Re^2: Tell whether two strings differ at only one position
by blazar (Canon) on Aug 05, 2005 at 09:12 UTC
    This is what I wanted to do myself in the first place. Only that... I plainly didn't remember about the /c switch! And I tried with the /d one (without assignment, that is) but it failed like this:
    Can't modify bitwise xor (^) in transliteration (tr///) at foo.pl line + 7, near "tr/\0//d) "
    So I adopted a temp variable. Incidentally I wonder why I don't get the same error if I omit /d (with or without /c)... in both cases I'm attempting at modifying it, am I not?

      With /d and /c, you are modifying the string.

      Without either, and with source & destination tables being the same, is a special case designed for counting only.

      There would be no point in modifying the string just to replace like with like.
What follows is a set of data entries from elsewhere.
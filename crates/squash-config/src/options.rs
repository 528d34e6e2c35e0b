//! Per-run plugin options

use crate::{ConfigError, ConfigResult, NamePredicate, Rule, RuleSet};
use squash_compression::AlgorithmSpec;
use squash_types::{CompressionOptions, MinRatio, PathData};
use std::fmt;
use std::sync::Arc;

/// Function computing a derived asset name from path data
pub type FilenameFn = Arc<dyn Fn(&PathData) -> String + Send + Sync>;

/// Template for the derived asset name
#[derive(Clone)]
pub enum FilenameTemplate {
    /// String with `[placeholder]` substitutions
    Static(String),
    /// Caller-supplied function with a stable identifier
    Dynamic {
        /// Identifier used wherever the template must be named across runs
        id: String,
        /// The naming function
        func: FilenameFn,
    },
}

impl FilenameTemplate {
    /// Dynamic template
    pub fn dynamic<F>(id: impl Into<String>, func: F) -> Self
    where
        F: Fn(&PathData) -> String + Send + Sync + 'static,
    {
        Self::Dynamic {
            id: id.into(),
            func: Arc::new(func),
        }
    }

    /// The template string, if static
    pub fn as_static(&self) -> Option<&str> {
        match self {
            Self::Static(template) => Some(template),
            Self::Dynamic { .. } => None,
        }
    }

    /// Stable text naming this template
    pub fn identity(&self) -> &str {
        match self {
            Self::Static(template) => template,
            Self::Dynamic { id, .. } => id,
        }
    }
}

impl fmt::Debug for FilenameTemplate {
    fn fmt(&self, f: &mut fmt::Formatter<'_>) -> fmt::Result {
        match self {
            Self::Static(template) => f.debug_tuple("Static").field(template).finish(),
            Self::Dynamic { id, .. } => f.debug_struct("Dynamic").field("id", id).finish(),
        }
    }
}

impl From<&str> for FilenameTemplate {
    fn from(template: &str) -> Self {
        Self::Static(template.to_string())
    }
}

impl From<String> for FilenameTemplate {
    fn from(template: String) -> Self {
        Self::Static(template)
    }
}

/// What happens to an original once its compressed form is emitted
#[derive(Clone, Default)]
pub enum DeleteOriginalAssets {
    /// Keep the original and link it to the derived asset
    #[default]
    Never,
    /// Delete the original
    Always,
    /// Detach the source map relation, then delete the original
    KeepSourceMap,
    /// Delete the originals the predicate accepts, keep and link the rest
    Predicate(NamePredicate),
}

impl DeleteOriginalAssets {
    /// Per-name predicate policy
    pub fn predicate<F>(predicate: F) -> Self
    where
        F: Fn(&str) -> bool + Send + Sync + 'static,
    {
        Self::Predicate(Arc::new(predicate))
    }
}

impl fmt::Debug for DeleteOriginalAssets {
    fn fmt(&self, f: &mut fmt::Formatter<'_>) -> fmt::Result {
        match self {
            Self::Never => f.write_str("Never"),
            Self::Always => f.write_str("Always"),
            Self::KeepSourceMap => f.write_str("KeepSourceMap"),
            Self::Predicate(_) => f.write_str("Predicate(..)"),
        }
    }
}

impl From<bool> for DeleteOriginalAssets {
    fn from(delete: bool) -> Self {
        if delete {
            Self::Always
        } else {
            Self::Never
        }
    }
}

/// Immutable configuration of one compression pass
#[derive(Debug, Clone)]
pub struct PluginOptions {
    /// Names must match one of these, when any are given
    pub test: RuleSet,
    /// Names must match one of these, when any are given
    pub include: RuleSet,
    /// Names matching one of these are never compressed
    pub exclude: RuleSet,
    /// Named or custom algorithm
    pub algorithm: AlgorithmSpec,
    /// Tuning merged over the algorithm defaults
    pub compression_options: CompressionOptions,
    /// Derived asset name template
    pub filename: FilenameTemplate,
    /// Originals shorter than this many bytes are skipped
    pub threshold: usize,
    /// Results with a larger compressed/original ratio are not emitted
    pub min_ratio: MinRatio,
    /// Disposition of compressed originals
    pub delete_original_assets: DeleteOriginalAssets,
}

impl PluginOptions {
    /// Start building options
    pub fn builder() -> PluginOptionsBuilder {
        PluginOptionsBuilder::new()
    }
}

impl Default for PluginOptions {
    fn default() -> Self {
        let algorithm = AlgorithmSpec::default();
        Self {
            test: RuleSet::new(),
            include: RuleSet::new(),
            exclude: RuleSet::new(),
            filename: FilenameTemplate::from(algorithm.default_filename()),
            algorithm,
            compression_options: CompressionOptions::new(),
            threshold: 0,
            min_ratio: MinRatio::default(),
            delete_original_assets: DeleteOriginalAssets::Never,
        }
    }
}

/// Builder for [`PluginOptions`]
#[derive(Debug, Default)]
pub struct PluginOptionsBuilder {
    test: RuleSet,
    include: RuleSet,
    exclude: RuleSet,
    algorithm: AlgorithmSpec,
    compression_options: CompressionOptions,
    filename: Option<FilenameTemplate>,
    threshold: usize,
    min_ratio: Option<f64>,
    delete_original_assets: DeleteOriginalAssets,
}

impl PluginOptionsBuilder {
    /// Create a builder holding the defaults
    pub fn new() -> Self {
        Self::default()
    }

    /// Replace the `test` rules
    pub fn test(mut self, rules: impl Into<RuleSet>) -> Self {
        self.test = rules.into();
        self
    }

    /// Replace the `include` rules
    pub fn include(mut self, rules: impl Into<RuleSet>) -> Self {
        self.include = rules.into();
        self
    }

    /// Replace the `exclude` rules
    pub fn exclude(mut self, rules: impl Into<RuleSet>) -> Self {
        self.exclude = rules.into();
        self
    }

    /// Add a single `exclude` rule
    pub fn exclude_rule(mut self, rule: impl Into<Rule>) -> Self {
        self.exclude.push(rule);
        self
    }

    /// Select the algorithm
    pub fn algorithm(mut self, algorithm: impl Into<AlgorithmSpec>) -> Self {
        self.algorithm = algorithm.into();
        self
    }

    /// Set the tuning options
    pub fn compression_options(mut self, options: CompressionOptions) -> Self {
        self.compression_options = options;
        self
    }

    /// Set the filename template
    pub fn filename(mut self, filename: impl Into<FilenameTemplate>) -> Self {
        self.filename = Some(filename.into());
        self
    }

    /// Set the size threshold in bytes
    pub fn threshold(mut self, threshold: usize) -> Self {
        self.threshold = threshold;
        self
    }

    /// Set the maximum acceptable ratio
    pub fn min_ratio(mut self, min_ratio: f64) -> Self {
        self.min_ratio = Some(min_ratio);
        self
    }

    /// Set the deletion policy
    pub fn delete_original_assets(mut self, policy: impl Into<DeleteOriginalAssets>) -> Self {
        self.delete_original_assets = policy.into();
        self
    }

    /// Validate and build the options
    pub fn build(self) -> ConfigResult<PluginOptions> {
        let min_ratio = match self.min_ratio {
            Some(ratio) => {
                MinRatio::new(ratio).map_err(|e| ConfigError::invalid_value("min_ratio", e))?
            }
            None => MinRatio::default(),
        };
        let filename = self
            .filename
            .unwrap_or_else(|| FilenameTemplate::from(self.algorithm.default_filename()));

        Ok(PluginOptions {
            test: self.test,
            include: self.include,
            exclude: self.exclude,
            algorithm: self.algorithm,
            compression_options: self.compression_options,
            filename,
            threshold: self.threshold,
            min_ratio,
            delete_original_assets: self.delete_original_assets,
        })
    }
}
      Examine what is said, not who speaks -- Silence betokens consent -- Love the truth but pardon error.
      Lingua non convalesco, consenesco et abolesco. -- Rule 1 has a caveat! -- Who broke the cabal?
      "Science is about questioning the status quo. Questioning authority".
      The "good enough" maybe good enough for the now, and perfection maybe unobtainable, but that should not preclude us from striving for perfection, when time, circumstance or desire allow.